Snatching up a stick, I began clapping wood and hatchet together and charged directly at his lordship. He stood his ground till the hatchet was almost touching his nose, then, with a bellow of fear, turned tail and raced across the field with me in close pursuit. Gaining the fence, I tumbled over and arrived panting at the back of the farmhouse.

In a beautiful kitchen garden a farmer stood as though rooted to the ground with amazement at my grotesque appearance, as with hands and face streaked with blood, clothing in shreds and bedraggled with mud, I stood before him with a club in one hand and a hatchet in the other.

Eyes bulging, nostrils flaming, tail in air, a fine bull calf was careering madly among the vegetables.

“Wh—wh—why, my good Lord, woman,” began the man as he recovered his breath. “What’s happened to you? Where in the world did you drop from?”

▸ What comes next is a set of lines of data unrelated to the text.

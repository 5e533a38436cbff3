//! Incremental exact convex hull in 3D.
//!
//! Purpose
//! - Grow a hull one point at a time through the states
//!   `Empty → SinglePoint → LineSegment → Polygon → Polyhedron`, classifying
//!   points against the current hull exactly.
//!
//! Assumptions and conventions
//! - Every `add` is a pure transition: it returns a new `ConvexHull` and never
//!   mutates `self`. Unchanged faces are shared between the old and the new
//!   value.
//! - Faces are oriented so that their planes *include* the interior
//!   (negative side) and *exclude* the exterior.
//! - `Polygon::new` and `Polyhedron::new` always validate; an invalid ring or
//!   face set is `InvalidGeometry`, never a partially valid value.
//! - The polygon splice and the silhouette walk are bounded by the ring/loop
//!   length. Running out of steps is a `Logic` error, not a user condition.
//!
//! Code cross-refs: `geom3::Plane3::{includes, excludes, flip_to_include}`,
//! `dual_set::DualIndexedSet` (edge bookkeeping).

mod dual_set;
mod polygon;
mod polyhedron;

pub use dual_set::DualIndexedSet;
pub use polygon::{Edge, Polygon};
pub use polyhedron::{DirectedEdge, Polyhedron};

use num_traits::{One, Zero};

use crate::error::Result;
use crate::geom3::{Line3, Vertex3};
use crate::rational::Rational;

/// Where a point lies relative to a hull.
#[derive(Clone, Copy, Debug, PartialEq, Eq, Hash)]
pub enum PointStatus {
    Outside,
    OnCorner,
    OnEdge,
    OnFace,
    Inside,
}

/// Accumulated state of an incremental hull build.
#[derive(Clone, Debug, Default, PartialEq, Eq)]
pub enum ConvexHull {
    #[default]
    Empty,
    SinglePoint(Vertex3),
    LineSegment(Vertex3, Vertex3),
    Polygon(Polygon),
    Polyhedron(Polyhedron),
}

impl ConvexHull {
    /// Fold `add` over `points`, starting from `Empty`.
    pub fn from_points<'a, I>(points: I) -> Result<Self>
    where
        I: IntoIterator<Item = &'a Vertex3>,
    {
        points
            .into_iter()
            .try_fold(Self::Empty, |hull, p| hull.add(p))
    }

    /// Affine dimension of the hull; `None` when empty.
    pub fn dimension(&self) -> Option<usize> {
        match self {
            Self::Empty => None,
            Self::SinglePoint(_) => Some(0),
            Self::LineSegment(..) => Some(1),
            Self::Polygon(_) => Some(2),
            Self::Polyhedron(_) => Some(3),
        }
    }

    /// Extreme points of the hull.
    pub fn vertices(&self) -> Vec<Vertex3> {
        match self {
            Self::Empty => Vec::new(),
            Self::SinglePoint(v) => vec![v.clone()],
            Self::LineSegment(a, b) => vec![a.clone(), b.clone()],
            Self::Polygon(p) => p.vertices().to_vec(),
            Self::Polyhedron(p) => p.vertices(),
        }
    }

    pub fn point_status(&self, pt: &Vertex3) -> PointStatus {
        match self {
            Self::Empty => PointStatus::Outside,
            Self::SinglePoint(v) => {
                if v == pt {
                    PointStatus::OnCorner
                } else {
                    PointStatus::Outside
                }
            }
            Self::LineSegment(a, b) => {
                if a == pt || b == pt {
                    PointStatus::OnCorner
                } else {
                    match segment_coordinate(a, b, pt) {
                        Some(t) if t >= Rational::zero() && t <= Rational::one() => {
                            PointStatus::OnEdge
                        }
                        _ => PointStatus::Outside,
                    }
                }
            }
            Self::Polygon(p) => p.point_status(pt),
            Self::Polyhedron(p) => p.point_status(pt),
        }
    }

    /// Hull of `self` and `pt`.
    ///
    /// Errors: only `Logic` (an internal step bound ran out) or
    /// `InvalidGeometry` from a rebuilt face; neither is expected for
    /// any input.
    pub fn add(&self, pt: &Vertex3) -> Result<Self> {
        let next = match self {
            Self::Empty => Self::SinglePoint(pt.clone()),
            Self::SinglePoint(v) if v == pt => self.clone(),
            Self::SinglePoint(v) => Self::LineSegment(v.clone(), pt.clone()),
            Self::LineSegment(a, b) => match segment_coordinate(a, b, pt) {
                Some(t) if t < Rational::zero() => Self::LineSegment(pt.clone(), b.clone()),
                Some(t) if t > Rational::one() => Self::LineSegment(a.clone(), pt.clone()),
                Some(_) => self.clone(),
                None => Self::Polygon(Polygon::new(vec![a.clone(), b.clone(), pt.clone()])?),
            },
            Self::Polygon(p) => p.add(pt)?,
            Self::Polyhedron(p) => Self::Polyhedron(p.add(pt)?),
        };
        if next.dimension() != self.dimension() {
            tracing::trace!(from = ?self.dimension(), to = ?next.dimension(), "hull promoted");
        }
        Ok(next)
    }
}

/// Parameter of `pt` on the line `a → b` (0 at `a`, 1 at `b`), or `None`
/// when `pt` is off that line.
fn segment_coordinate(a: &Vertex3, b: &Vertex3, pt: &Vertex3) -> Option<Rational> {
    let line = Line3::from_two_points(a, b);
    if !line.contains(pt) {
        return None;
    }
    line.scaled_coordinate_of(pt).ok()
}

#[cfg(test)]
mod tests;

“Where is my husband? What have you done to him?” I demanded hotly.

“Well, now. Let me see.” He scratched his head perplexedly. “Seems like I recall a man askin’ for a bucket o’ water something like a half hour back. Might he be your man now? I was so plum frantic with this here pesky calf, that I didn’t pay no attention to the man.”

“But who were you going to shoot?” I persisted. “I could hear you swearing clear over to the railroad.”

“Sho, now. Is that so? ’Scuse me. I’m plum bad about swearin’. Wife, she’s after me all the time, too,” he apologised. “Now, the wife’s right set on her posies, and this here —— calf—’scuse me, seems like I just can’t stop cussin’—got in and trompled ’em all down, and while I was a trying my darndest to get him out, I’ll be damned if he didn’t bust through into the vegetables and cavort all over them.”

Meanwhile, the innocent cause of the commotion had taken advantage of the lull in the storm to make his escape from the garden.

“You didn’t get in the slough, did ye?” continued the farmer, eyeing my skirt. “Didn’t ye see all them fences? We had so much trouble with the stock gettin’ in the —— hole—’scuse me, beats the devil how those words will come apopping out—that we fenced her all in. But what gets me is how ye come to get past that bull ’thout being gored to death. He’s turrible dangerous. That’s why we got all them high fences about. Kill’t two men, he did, ’fore I got him. Bought him cheap, but the wife just raises a hell of a row—’scuse me—at keepin’ him.”